Une nouvelle année commence et à Saint-Martory les patrons Kiki et Jojo du Bistrot de Pays ont rouvert leur comptoir toujours dans la bonne humeur.
Vendredi 12 janvier, en soirée à partir de 19h30, il va falloir pousser la chansonnette avec la soirée Karaoké.
Car si les bistrots font partie du patrimoine français, des traditions des villages, leur avenir est de plus en plus menacé. Il leur faut innover pour survivre. Et côté innovation on peut compter sur les deux cousins Kiki et Jojo.
Difficile de remplir l'hôtel ou le restaurant lorsque l'économie locale s'étiole et que les clients de passage, adeptes comme tout un chacun aujourd'hui de la Carte Bancaire, n'ont même pas sur le canton un distributeur de billets qui leur permettrait de s’arrêter boire un café,. On n'en est pas encore au point de payer une conso ou une baguette avec la carte bleue. Et donc direction Salies du Salat pour se réapprovisionner en monnaie et exit le Bistrot de Pays. Tant mieux pour les commerçants salisiens!
Contrôles de gendarmerie surveillant le taux d'alcoolémie, rien de plus normal. Exit donc les clients qui n'habitent pas le village et ne dorment pas à l'hôtel s'ils ne veulent pas se voir retirer quelques points. Ceux qui faisaient quelques kilomètres le soir pour changer d'air et aller manger un bout dans un resto sympa restent dans leur commune (moins de risques en rentrant à pied) ou partent carrément à la grande ville avec en plus la possibilité de divertissements plus importants et variés et de dormir chez des amis.
Il reste quelques habitués, les ouvriers travaillant sur la ligne de chemin de fer, les employés communaux, les retraités, les salariés qui ne rentrent pas chez eux.
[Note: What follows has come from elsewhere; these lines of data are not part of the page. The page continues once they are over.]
//! Encoding and decoding of the (15, 11, 3) and (13, 9, 3) Hamming codes used by the
//! DMR block product turbo code.
//!
//! Both codes can correct up to 1 error. Codewords are held MSB-first: the first data
//! bit is the highest bit of the word and the parity bits are the 4 LSBs. The bit-slice
//! forms operate in place on one row or column of a BPTC plane.

use binfield_matrix::{matrix_mul, matrix_mul_systematic};
use num::PrimInt;

/// Encoding and decoding of the (15, 11, 3) code.
pub mod standard {
    use super::*;

    /// Encode the given 11 bits of data into a 15-bit codeword.
    pub fn encode(data: u16) -> u16 {
        assert!(data >> 11 == 0);
        matrix_mul_systematic(data, GEN)
    }

    /// Try to decode the given 15-bit word to the nearest codeword, correcting up to 1
    /// error.
    ///
    /// If decoding was successful, return `Some((data, err))`, where `data` is the 11
    /// data bits and `err` is the number of corrected bits. Otherwise, return `None` to
    /// indicate an unrecoverable error.
    pub fn decode(word: u16) -> Option<(u16, usize)> {
        assert!(word >> 15 == 0);
        super::decode(word, PAR, LOCATIONS).map(|(w, n)| (w >> 4, n))
    }

    /// Recompute the 4 parity bits of the given 15 bits from their first 11.
    pub fn encode_bits(bits: &mut [bool]) {
        super::encode_bits(bits, 15, encode)
    }

    /// Correct up to 1 error in the given 15 bits in place. Return `true` if a bit was
    /// flipped.
    pub fn correct_bits(bits: &mut [bool]) -> bool {
        super::correct_bits(bits, 15, |w| super::decode(w, PAR, LOCATIONS))
    }

    /// Generator matrix rows for the 4 parity bits, without identity part.
    const GEN: &[u16] = &[
        0b11110101100,
        0b01111010110,
        0b00111101011,
        0b11101011001,
    ];

    /// Parity-check matrix, ordered so the first parity bit lands in the syndrome LSB.
    const PAR: &[u16] = &[
        0b111010110010001,
        0b001111010110010,
        0b011110101100100,
        0b111101011001000,
    ];

    /// Maps 4-bit syndrome values to bit error locations.
    const LOCATIONS: &[u16] = &[
        0,
        0b0000000000001000,
        0b0000000000000100,
        0b0000000001000000,
        0b0000000000000010,
        0b0000001000000000,
        0b0000000000100000,
        0b0000100000000000,
        0b0000000000000001,
        0b0100000000000000,
        0b0000000100000000,
        0b0010000000000000,
        0b0000000000010000,
        0b0000000010000000,
        0b0000010000000000,
        0b0001000000000000,
    ];
}

/// Encoding and decoding of the (13, 9, 3) code.
pub mod short {
    use super::*;

    /// Encode the given 9 data bits into a 13-bit codeword.
    pub fn encode(data: u16) -> u16 {
        assert!(data >> 9 == 0);
        matrix_mul_systematic(data, GEN)
    }

    /// Try to decode the given 13-bit word to the nearest codeword, correcting up to 1
    /// error.
    ///
    /// If decoding was successful, return `Some((data, err))`, where `data` is the 9
    /// data bits and `err` is the number of corrected bits. Otherwise, return `None` to
    /// indicate an unrecoverable error.
    pub fn decode(word: u16) -> Option<(u16, usize)> {
        assert!(word >> 13 == 0);
        super::decode(word, PAR, LOCATIONS).map(|(w, n)| (w >> 4, n))
    }

    /// Recompute the 4 parity bits of the given 13 bits from their first 9.
    pub fn encode_bits(bits: &mut [bool]) {
        super::encode_bits(bits, 13, encode)
    }

    /// Correct up to 1 error in the given 13 bits in place. Return `true` if a bit was
    /// flipped.
    pub fn correct_bits(bits: &mut [bool]) -> bool {
        super::correct_bits(bits, 13, |w| super::decode(w, PAR, LOCATIONS))
    }

    const GEN: &[u16] = &[
        0b110101100,
        0b111010110,
        0b111101011,
        0b101011001,
    ];

    const PAR: &[u16] = &[
        0b1010110010001,
        0b1111010110010,
        0b1110101100100,
        0b1101011001000,
    ];

    // Syndromes 9 and 11 aren't reachable by a single error.
    const LOCATIONS: &[u16] = &[
        0,
        0b0000000000001000,
        0b0000000000000100,
        0b0000000001000000,
        0b0000000000000010,
        0b0000001000000000,
        0b0000000000100000,
        0b0000100000000000,
        0b0000000000000001,
        0,
        0b0000000100000000,
        0,
        0b0000000000010000,
        0b0000000010000000,
        0b0000010000000000,
        0b0001000000000000,
    ];
}

fn decode<T: PrimInt>(word: T, par: &[T], locs: &[T]) -> Option<(T, usize)> {
    let s: usize = matrix_mul(word, par);

    if s == 0 {
        return Some((word, 0));
    }

    locs.get(s).and_then(|&loc| if loc == T::zero() {
        None
    } else {
        Some((word ^ loc, 1))
    })
}

fn pack(bits: &[bool]) -> u16 {
    bits.iter().fold(0, |word, &bit| word << 1 | bit as u16)
}

fn unpack(word: u16, bits: &mut [bool]) {
    let n = bits.len();

    for (i, bit) in bits.iter_mut().enumerate() {
        *bit = word >> (n - 1 - i) & 1 == 1;
    }
}

fn encode_bits<F: Fn(u16) -> u16>(bits: &mut [bool], n: usize, enc: F) {
    assert!(bits.len() == n);
    unpack(enc(pack(&bits[..n - 4])), bits);
}

fn correct_bits<F>(bits: &mut [bool], n: usize, dec: F) -> bool where
    F: Fn(u16) -> Option<(u16, usize)>
{
    assert!(bits.len() == n);

    match dec(pack(bits)) {
        Some((word, 1)) => {
            unpack(word, bits);
            true
        },
        _ => false,
    }
}

#[cfg(test)]
mod test {
    use super::*;

    #[test]
    fn test_standard() {
        let w = 0b10101010101;
        let e = standard::encode(w);
        assert_eq!(e, 0b101010101011011);

        for i in 0..15 {
            assert_eq!(standard::decode(e ^ 1 << i), Some((w, 1)));
        }

        for i in 0..1<<11 {
            assert_eq!(standard::decode(standard::encode(i)), Some((i, 0)));
        }
    }

    #[test]
    fn test_standard_equations() {
        for i in 0..1<<11 {
            let mut d = [false; 15];
            unpack(standard::encode(i), &mut d);

            let x = |bits: &[usize]| bits.iter().fold(false, |p, &b| p ^ d[b]);

            assert_eq!(d[11], x(&[0, 1, 2, 3, 5, 7, 8]));
            assert_eq!(d[12], x(&[1, 2, 3, 4, 6, 8, 9]));
            assert_eq!(d[13], x(&[2, 3, 4, 5, 7, 9, 10]));
            assert_eq!(d[14], x(&[0, 1, 2, 4, 6, 7, 10]));
        }
    }

    #[test]
    fn test_short() {
        let w = 0b110011010;
        let e = short::encode(w);

        for i in 0..13 {
            assert_eq!(short::decode(e ^ 1 << i), Some((w, 1)));
        }

        for i in 0..1<<9 {
            assert_eq!(short::decode(short::encode(i)), Some((i, 0)));
        }
    }

    #[test]
    fn test_short_equations() {
        for i in 0..1<<9 {
            let mut d = [false; 13];
            unpack(short::encode(i), &mut d);

            let x = |bits: &[usize]| bits.iter().fold(false, |p, &b| p ^ d[b]);

            assert_eq!(d[9], x(&[0, 1, 3, 5, 6]));
            assert_eq!(d[10], x(&[0, 1, 2, 4, 6, 7]));
            assert_eq!(d[11], x(&[0, 1, 2, 3, 5, 7, 8]));
            assert_eq!(d[12], x(&[0, 2, 4, 5, 8]));
        }
    }

    #[test]
    fn test_short_uncorrectable() {
        let e = short::encode(0b101010101);
        // Syndrome 9: errors on both d9 and d12.
        assert_eq!(short::decode(e ^ 0b1001), None);
    }

    #[test]
    fn test_bits() {
        let mut bits = [false; 15];
        bits[0] = true;
        bits[5] = true;
        bits[10] = true;
        standard::encode_bits(&mut bits);

        let orig = bits;
        assert!(!standard::correct_bits(&mut bits));
        assert_eq!(bits, orig);

        for i in 0..15 {
            bits[i] = !bits[i];
            assert!(standard::correct_bits(&mut bits));
            assert_eq!(bits, orig);
        }

        let mut bits = [false; 13];
        bits[1] = true;
        bits[8] = true;
        short::encode_bits(&mut bits);

        let orig = bits;

        for i in 0..13 {
            bits[i] = !bits[i];
            assert!(short::correct_bits(&mut bits));
            assert_eq!(bits, orig);
        }
    }
}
Sera-ce suffisant pour tenir face aux charges qui s'accumulent, et pour combien de temps encore?
Finies les grosses manifestations qui ramenaient du monde comme l'International de Salies ou le Zim Boum... Les bénévoles se sont essoufflés à trouver des financements, respecter des cahiers des charges de plus en plus lourds et tenir seul à bout de bras des animations pour faire vivre leur village.
Aujourd'hui, tel un brave petit navire affrontant la tempête, le café des Sports de Saint-Martory continue encore ses animations de l'été, les karaokés de l'hiver, les soirées rugby, foot, fléchettes... Patron de bistrot est devenu un sacerdoce. Seule la Foi soulève des montagnes.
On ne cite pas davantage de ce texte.